The breadth of the new position’s responsibilities — and the fact that the coordinator will be reporting to Brennan and Summers rather than directly to the president — reportedly made many candidates for the job leery about accepting it.

Ivers said he does not know Schmidt, but that the general reaction to him indicates he was a good choice for the position of coordinator. But he questioned the support he would have within the White House.

"There is a lot that could be done if the person has the right power," Ivers said. "There have always been a concern that the position would not have enough power or scope to make a difference. If I were taking the position, I would want the full faith and credit of the president of the United States behind me to take the job."

That faith was not demonstrated by the choice of dates on which the new position was announced -- the Friday before the Memorial Day weekend -- and on which the appointment was made, he said. "As a marketing person, I would never bury something I thought was important on the Tuesday before Christmas," he said. "I just don't see the president standing up behind this whole process."

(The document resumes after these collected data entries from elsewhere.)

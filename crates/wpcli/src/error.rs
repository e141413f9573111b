//! Error types for WP-CLI orchestration.
//!
//! Failures reported by WP-CLI itself are not errors here: they travel as
//! text on the record that the operation produced (`db_error`,
//! `size_error`, ...). This enum covers what the caller cannot recover from
//! by reading a record: missing tooling, bad paths and unparseable output.

use std::path::PathBuf;
use thiserror::Error;

/// Errors that can occur while discovering or managing installations.
#[derive(Debug, Error)]
pub enum Error {
    /// The WP-CLI executable could not be found
    #[error("{tool} not found - install WP-CLI or set `tool` in the config")]
    ToolNotFound {
        /// The executable name or path that was looked up
        tool: String,
    },

    /// The directory does not contain the marker file
    #[error("not a WordPress installation (no {marker}): {}", .path.display())]
    NotAnInstallation {
        /// Directory that was checked
        path: PathBuf,
        /// Marker file name that was expected
        marker: String,
    },

    /// An operation needs the database name but none is known yet
    #[error("database name unknown for {}", .0.display())]
    UnknownDatabase(PathBuf),

    /// WP-CLI output could not be parsed
    #[error("could not parse output of `wp {command}`: {message}")]
    Parse {
        /// Subcommand whose output was malformed
        command: String,
        /// What went wrong
        message: String,
    },

    /// WP-CLI failed and produced nothing to work with
    #[error("`wp {command}` failed: {message}")]
    Command {
        /// Subcommand that failed
        command: String,
        /// First line of its error output
        message: String,
    },

    /// No home directory to scan from
    #[error("could not determine home directory")]
    NoHomeDirectory,

    /// The OS random source failed
    #[error("random source unavailable: {0}")]
    Random(String),

    /// Worker pool could not be created
    #[error("failed to create worker pool: {0}")]
    WorkerPool(String),
}

impl Error {
    /// Build a parse error for the given subcommand.
    pub fn parse(command: &str, message: impl std::fmt::Display) -> Self {
        Self::Parse {
            command: command.to_string(),
            message: message.to_string(),
        }
    }

    /// Returns true if WP-CLI itself reported a failure.
    pub fn is_command(&self) -> bool {
        matches!(self, Self::Command { .. })
    }

    /// Returns true if WP-CLI produced output we could not understand.
    pub fn is_parse(&self) -> bool {
        matches!(self, Self::Parse { .. })
    }

    /// Returns true if the error is about the environment rather than a site
    /// (missing tool, no home directory).
    pub fn is_environment(&self) -> bool {
        matches!(self, Self::ToolNotFound { .. } | Self::NoHomeDirectory)
    }
}

/// Result type for WP-CLI operations
pub type Result<T> = std::result::Result<T, Error>;
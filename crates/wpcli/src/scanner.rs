//! Installation discovery by directory walk.

use std::ffi::OsStr;
use std::path::Path;
use walkdir::{DirEntry, WalkDir};

use crate::error::{Error, Result};
use crate::types::Installation;

/// Find every directory under `root` that directly contains `marker_file`.
///
/// Hidden directories (a component starting with `.`, relative to `root`)
/// are not descended into, symlinked directories are not followed and
/// unreadable entries are skipped. A marker that is a symlink to a file
/// counts. The order is whatever the filesystem yields.
pub fn scan(root: &Path, marker_file: &str) -> Vec<Installation> {
    log::debug!("Scanning {} for {}", root.display(), marker_file);

    let marker = OsStr::new(marker_file);
    let installations: Vec<Installation> = visible_entries(root)
        .filter(|entry| entry.file_name() == marker && is_file(entry))
        .filter_map(|entry| entry.path().parent().map(Installation::new))
        .collect();

    if installations.is_empty() {
        log::warn!("No WordPress installations found under {}", root.display());
    } else {
        log::debug!(
            "Found {} installation(s) under {}",
            installations.len(),
            root.display()
        );
    }

    installations
}

/// Open a single installation, checking that the marker file is present.
pub fn open(directory: &Path, marker_file: &str) -> Result<Installation> {
    if directory.join(marker_file).is_file() {
        Ok(Installation::new(directory))
    } else {
        Err(Error::NotAnInstallation {
            path: directory.to_path_buf(),
            marker: marker_file.to_string(),
        })
    }
}

/// Walk `root`, skipping hidden directories below it.
pub(crate) fn visible_entries(root: &Path) -> impl Iterator<Item = DirEntry> {
    WalkDir::new(root)
        .into_iter()
        .filter_entry(|entry| entry.depth() == 0 || !is_hidden_dir(entry))
        .filter_map(|e| e.ok())
}

/// A regular file, or a symlink resolving to one.
pub(crate) fn is_file(entry: &DirEntry) -> bool {
    entry.file_type().is_file() || (entry.path_is_symlink() && entry.path().is_file())
}

fn is_hidden_dir(entry: &DirEntry) -> bool {
    entry.file_type().is_dir() && entry.file_name().to_string_lossy().starts_with('.')
}

#[cfg(test)]
mod tests {
    use super::*;
    use std::collections::BTreeSet;
    use std::fs;
    use std::path::PathBuf;
    use tempfile::TempDir;

    const MARKER: &str = "wp-config.php";

    fn site(root: &Path, rel: &str) -> PathBuf {
        let dir = root.join(rel);
        fs::create_dir_all(&dir).unwrap();
        fs::write(dir.join(MARKER), "<?php\n").unwrap();
        dir
    }

    fn found(root: &Path) -> BTreeSet<PathBuf> {
        scan(root, MARKER)
            .into_iter()
            .map(|i| i.directory)
            .collect()
    }

    #[test]
    fn test_scan_excludes_hidden_directories() {
        let tmp = TempDir::new().unwrap();
        let visible = site(tmp.path(), "sites/site");
        site(tmp.path(), ".cache/site");
        site(tmp.path(), "sites/.trash/old");

        assert_eq!(found(tmp.path()), BTreeSet::from([visible]));
    }

    #[test]
    fn test_scan_finds_nested_installations() {
        let tmp = TempDir::new().unwrap();
        let outer = site(tmp.path(), "www");
        let inner = site(tmp.path(), "www/blog");
        fs::create_dir_all(tmp.path().join("www/blog/wp-content/uploads")).unwrap();

        assert_eq!(found(tmp.path()), BTreeSet::from([outer, inner]));
    }

    #[test]
    fn test_scan_requires_marker_directly_in_directory() {
        let tmp = TempDir::new().unwrap();
        fs::create_dir_all(tmp.path().join("notes")).unwrap();
        fs::write(tmp.path().join("notes/wp-config.php.bak"), "").unwrap();
        // A directory named like the marker does not count
        fs::create_dir_all(tmp.path().join("odd/wp-config.php")).unwrap();

        assert!(found(tmp.path()).is_empty());
    }

    #[test]
    fn test_scan_root_itself_may_be_hidden() {
        let tmp = TempDir::new().unwrap();
        let root = tmp.path().join(".hidden-home");
        let visible = site(&root, "public_html");

        assert_eq!(found(&root), BTreeSet::from([visible]));
    }

    #[test]
    fn test_scan_missing_root_is_empty() {
        let tmp = TempDir::new().unwrap();
        assert!(scan(&tmp.path().join("missing"), MARKER).is_empty());
    }

    #[test]
    fn test_scan_records_are_defaulted() {
        let tmp = TempDir::new().unwrap();
        site(tmp.path(), "blog");

        let installations = scan(tmp.path(), MARKER);
        assert_eq!(installations.len(), 1);
        assert_eq!(installations[0], Installation::new(tmp.path().join("blog")));
    }

    #[cfg(unix)]
    #[test]
    fn test_scan_accepts_symlinked_marker() {
        let tmp = TempDir::new().unwrap();
        let shared = tmp.path().join("shared");
        fs::create_dir_all(&shared).unwrap();
        fs::write(shared.join("blog-config.php"), "<?php\n").unwrap();

        let blog = tmp.path().join("sites/blog");
        fs::create_dir_all(&blog).unwrap();
        std::os::unix::fs::symlink(shared.join("blog-config.php"), blog.join(MARKER)).unwrap();

        assert_eq!(found(tmp.path()), BTreeSet::from([blog.clone()]));
        assert_eq!(open(&blog, MARKER).unwrap().directory, blog);
    }

    #[cfg(unix)]
    #[test]
    fn test_scan_does_not_follow_directory_symlinks() {
        let tmp = TempDir::new().unwrap();
        let outside = TempDir::new().unwrap();
        site(outside.path(), "elsewhere");
        std::os::unix::fs::symlink(outside.path(), tmp.path().join("link")).unwrap();

        // A dangling marker link is not a file either
        let broken = tmp.path().join("broken");
        fs::create_dir_all(&broken).unwrap();
        std::os::unix::fs::symlink(tmp.path().join("missing.php"), broken.join(MARKER)).unwrap();

        assert!(found(tmp.path()).is_empty());
    }

    #[test]
    fn test_open() {
        let tmp = TempDir::new().unwrap();
        let dir = site(tmp.path(), "blog");

        assert_eq!(open(&dir, MARKER).unwrap().directory, dir);

        match open(tmp.path(), MARKER) {
            Err(Error::NotAnInstallation { path, marker }) => {
                assert_eq!(path, tmp.path());
                assert_eq!(marker, MARKER);
            }
            other => panic!("Expected NotAnInstallation error, got: {:?}", other),
        }
    }
}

Alan Paller, director of research at the Sans Institute, said that Schmidt is an appropriate choice to overcome the perceived difficulties of the job.

“Howard is going to surprise a lot of people in Washington,” Paller said. “He had extraordinary successes as CISO at Microsoft at a time when security wasn't very high on most of the Microsoft officers' priority lists.”

Paller said Schmidt has demonstrated the ability to create the necessary support to overcome organizational resistance and get things done. His previous experience in the White House trenches should also stand him in good stead in his current position, he said.

“He's already been burnt badly by overzealous White House Council of Economic Advisors staff members when they emasculated the original draft of the National Strategy to Secure Cyber Space,” Paller said. “So I expect he wouldn't have taken the job without getting some assurance that Larry Summers will not veto any initiatives that ask industry to ensure the security of the products and services they sell or the security of the power and communications networks.”

Rep. Jim Langevin (D-Mich.), who co-chaired the Center for Strategic and International Studies' Commission on Cybersecurity for the 44th Presidency, said he will try to work with Schmidt to implement the recommendations that that effort produced. "Cybersecurity is among the most serious economic and national security challenges we will face in the 21st century, and our nation must respond vigorously to threats against our cyber infrastructure." Langevin said in a written statement. "Today’s appointment should serve as a clear indication to both the public and private sectors of the seriousness and significance of this issue."

Phil Dunkelberger, CEO of PGP Corp. and chairman of the Cybersecurity CxO Council at the industry organization TechAmerica, said Schmidt has the right experience to coordinate the public-private cooperation that will be required in his job. Schmidt also sits on the PGP board.

“If you look at Howard’s skill set, it matches up to the three major initiatives of the Obama administration, all of which have a critical cyber component: The war in Iraq and Afghanistan, stimulating the economy and healthcare,” Dunkelberger said.

The national cyber coordinator’s job will be a delicate balancing act of ensuring that sensitive information is secure while at the same time stimulating innovation, and coordinating efforts across a broad range of civilian and military agencies.

“Howard can bridge these cross functional teams,” Dunkelberger said. “It will be important for Howard to immediately step in and develop a strong working relationship with DOD, [federal CIO] Vivek Kundra and [federal CTO] Aneesh Chopra. Howard’s familiarity with public sector, private sector, large vendors and small innovative companies should be a great asset to this unique position; one that will just expand as our nation’s dependency on cyber communications continues to grow.”